Citons les termes caractéristiques qu’employèrent les uns et les autres, par ordre alphabétique des noms de journalistes : Alexandre, dans le Figaro du 10 février : "bonne peinture" ; Chavance, dans la Liberté du 8 février : "grande nature morte [...] décorative" ; du Colombier, dans Candide du 28 février : "bien composée, vigoureusement peinte, une œuvre" ; Fierens, dans le Journal des débats du 8 février et dans la revue belge Variétés du 15 avril : "somptueuse nature morte" ; Fosca, dans l’Amour de l’art de mars : "étourdissante de métier, belle de matière, on souhaiterait seulement plus d’unité" ; Heilmeier, dans Pariser Zeitung du 16 février : "dans l’esprit des vieux maîtres hollandais" ; Holl, dans Correspondance artistique du 15 février : "somptueuse nature morte" ; Ladoué, dans l’Art et les artistes de mars : "savoureuse nature morte" ; Raynal, dans l’Intransigeant du 11 février "œuvre d’excellent professeur" ; Richard, dans Paris-Soir du 8 février : "un puissant Conrad Kickert" ; Terrien, dans la Meuse (Liège) du 10 mars : "belle nature morte".

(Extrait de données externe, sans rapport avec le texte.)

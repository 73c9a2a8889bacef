//! OpenAI API request and response types.

use serde::{Deserialize, Serialize};

// =============================================================================
// Chat Completion
// =============================================================================

/// Chat completion request.
#[derive(Debug, Clone, Serialize)]
pub struct ChatRequest {
    /// Model to use (e.g., "gpt-3.5-turbo", "gpt-4o-mini")
    pub model: String,

    /// Conversation messages
    pub messages: Vec<Message>,

    /// Maximum tokens in completion
    #[serde(skip_serializing_if = "Option::is_none")]
    pub max_tokens: Option<u32>,

    /// Sampling temperature (0.0 to 2.0)
    #[serde(skip_serializing_if = "Option::is_none")]
    pub temperature: Option<f32>,
}

impl ChatRequest {
    /// Create a new chat request with the given model.
    pub fn new(model: impl Into<String>) -> Self {
        Self {
            model: model.into(),
            messages: Vec::new(),
            max_tokens: None,
            temperature: None,
        }
    }

    /// Add a message to the conversation.
    pub fn message(mut self, message: Message) -> Self {
        self.messages.push(message);
        self
    }

    /// Set temperature.
    pub fn temperature(mut self, temperature: f32) -> Self {
        self.temperature = Some(temperature);
        self
    }

    /// Set max tokens.
    pub fn max_tokens(mut self, max_tokens: u32) -> Self {
        self.max_tokens = Some(max_tokens);
        self
    }
}

/// Chat message.
#[derive(Debug, Clone, PartialEq, Serialize, Deserialize)]
pub struct Message {
    /// Role: "system", "user", "assistant"
    pub role: String,

    /// Message content
    pub content: String,
}

impl Message {
    /// Create a user message.
    pub fn user(content: impl Into<String>) -> Self {
        Self {
            role: "user".to_string(),
            content: content.into(),
        }
    }
}

#[cfg(test)]
mod tests {
    use super::*;

    #[test]
    fn test_chat_request_builder() {
        let req = ChatRequest::new("gpt-3.5-turbo")
            .message(Message::user("Hello"))
            .temperature(0.3)
            .max_tokens(1000);

        assert_eq!(req.model, "gpt-3.5-turbo");
        assert_eq!(req.messages, vec![Message::user("Hello")]);
        assert_eq!(req.temperature, Some(0.3));
        assert_eq!(req.max_tokens, Some(1000));
    }

    #[test]
    fn test_chat_request_wire_shape() {
        let req = ChatRequest::new("gpt-3.5-turbo")
            .message(Message::user("Analyze"))
            .max_tokens(1000)
            .temperature(0.5);

        let body = serde_json::to_value(&req).unwrap();
        assert_eq!(body["model"], "gpt-3.5-turbo");
        assert_eq!(body["messages"][0]["role"], "user");
        assert_eq!(body["messages"][0]["content"], "Analyze");
        assert_eq!(body["max_tokens"], 1000);
        assert_eq!(body["temperature"], 0.5);
    }

    #[test]
    fn test_unset_options_are_omitted() {
        let body = serde_json::to_value(ChatRequest::new("gpt-4o")).unwrap();
        assert!(body.get("temperature").is_none());
        assert!(body.get("max_tokens").is_none());
    }
}
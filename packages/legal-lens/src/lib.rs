//! Legal Document Discovery and Risk Summarization
//!
//! Finds links to legal documents (privacy policies, terms of service,
//! cookie policies, license agreements) among a page's anchors, fetches the
//! documents, and summarizes each into key points, risks and
//! recommendations.
//!
//! # Usage
//!
//! ```rust,ignore
//! use legal_lens::{Analyzer, HttpFetcher, MemoryCache, RemoteConfig, RemoteSummarizer};
//!
//! let config = RemoteConfig::from_env();
//! let analyzer = Analyzer::new(HttpFetcher::new()?, MemoryCache::new())
//!     .with_remote(Arc::new(RemoteSummarizer::from_config(&config)));
//!
//! for link in analyzer.scan(&anchors) {
//!     let analysis = analyzer.analyze(&link.url).await?;
//!     println!("{}: {} risks", link.document_type, analysis.summary.risks.len());
//! }
//! ```
//!
//! Summaries come from a chat model when an API key is configured, and from
//! a deterministic keyword engine otherwise or whenever the model fails.
//!
//! # Modules
//!
//! - [`classifier`] - Legal link selection and typing
//! - [`extractor`] - Visible text from document markup
//! - [`summarizer`] - Remote and rule-based summarizers
//! - [`pipeline`] - The [`Analyzer`] orchestrator
//! - [`traits`] - Fetcher, chat backend, sleeper and cache seams
//! - [`stores`] - Cache implementations
//! - [`fetchers`] - HTTP document fetcher
//! - [`testing`] - Mock implementations for testing

pub mod classifier;
pub mod error;
pub mod extractor;
pub mod fetchers;
pub mod pipeline;
pub mod security;
pub mod stores;
pub mod summarizer;
pub mod testing;
pub mod traits;
pub mod types;

#[cfg(feature = "openai")]
pub mod ai;

// Re-export core types at crate root
pub use error::{BackendError, FetchError, FetchResult, RemoteError, RemoteResult};
pub use traits::{
    backend::{ChatBackend, CompletionRequest, Sleeper, TokioSleeper},
    cache::{normalize_url, SummaryCache},
    fetcher::DocumentFetcher,
};
pub use types::{
    config::RemoteConfig,
    link::{Anchor, CandidateLink, DocumentType, Priority},
    summary::{Analysis, ExtractedText, RiskFinding, Severity, SummaryOrigin, SummaryResult},
};

pub use classifier::{anchors_from_markup, classify_links};
pub use extractor::{extract_text, ContentExtractor};
pub use fetchers::HttpFetcher;
pub use pipeline::Analyzer;
pub use security::SecretString;
pub use stores::MemoryCache;
pub use summarizer::{RemoteSummarizer, RetryPolicy, RuleBasedSummarizer, Summarizer};

#[cfg(feature = "openai")]
pub use ai::OpenAIBackend;

// Re-export testing utilities
pub use testing::{MockChatBackend, MockFetcher, RecordingSleeper};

Le nom de Kickert figure en outre dans les listes d’artistes à distinguer, établies par Bouyer (7), Brécy (8), Galtier-Boissière (9), Gauthier (10), René-Jean (11), Perceval (12), Vanderpyl (13), Vauxcelles (14), André Warnod (15) et X (16).

Le 15 février, Guillaume Lerolle, représentant pour l’Europe du Carnegie institute de Pittsburgh (Pennsylvanie USA), s’enquit de l’adresse de Kickert auprès du bureau du salon et lui adressa le lendemain par lettre, une invitation à participer, en automne, à l’Exposition internationale du Carnegie institute, ce qui donnait à Kickert une ouverture riche de promesses vers les amateurs d’art américains.

(1) : Lettre du 10 février 1929 (archives L. Schelfhout, RKD, La Haye).
(2) : "Ferme près du moulin blanc" 1927 (81 x 65 cm) Opus A.27-25.
(3) : "Fish and game" 1929 (115 x 105 cm) Opus A.29-13, Rockford art museum (USA).
(4) : Au Palais des expositions, 148 rue de l’Université, local d’une taille insuffisante et mal éclairé, d’après le critique artistique Brécy in l’Action française du 5 mars.
(5) : Cité aussi par Brécy in l'Action française.
(6) : Seule façon de désigner les autres Indépendants, on n’ose pas dire "les vrais" ni "les anciens".
(7) : In le Bulletin de l’art du 15 mars.
(8) : In l’Action française du 5 mars.
(9) : In le Crapouillot de mars.
(10) : In la Gazette de Paris du 17 février.
(11) : In Comœdia du 7 février.
(12) : In Patrie du 11 février.
(13) : In le Petit Parisien du 8 février
(14) : In l'Excelsior du 10 février.
(15) : In Comœdia du 7 février.
(16) : In l’Ami du peuple du 14 février.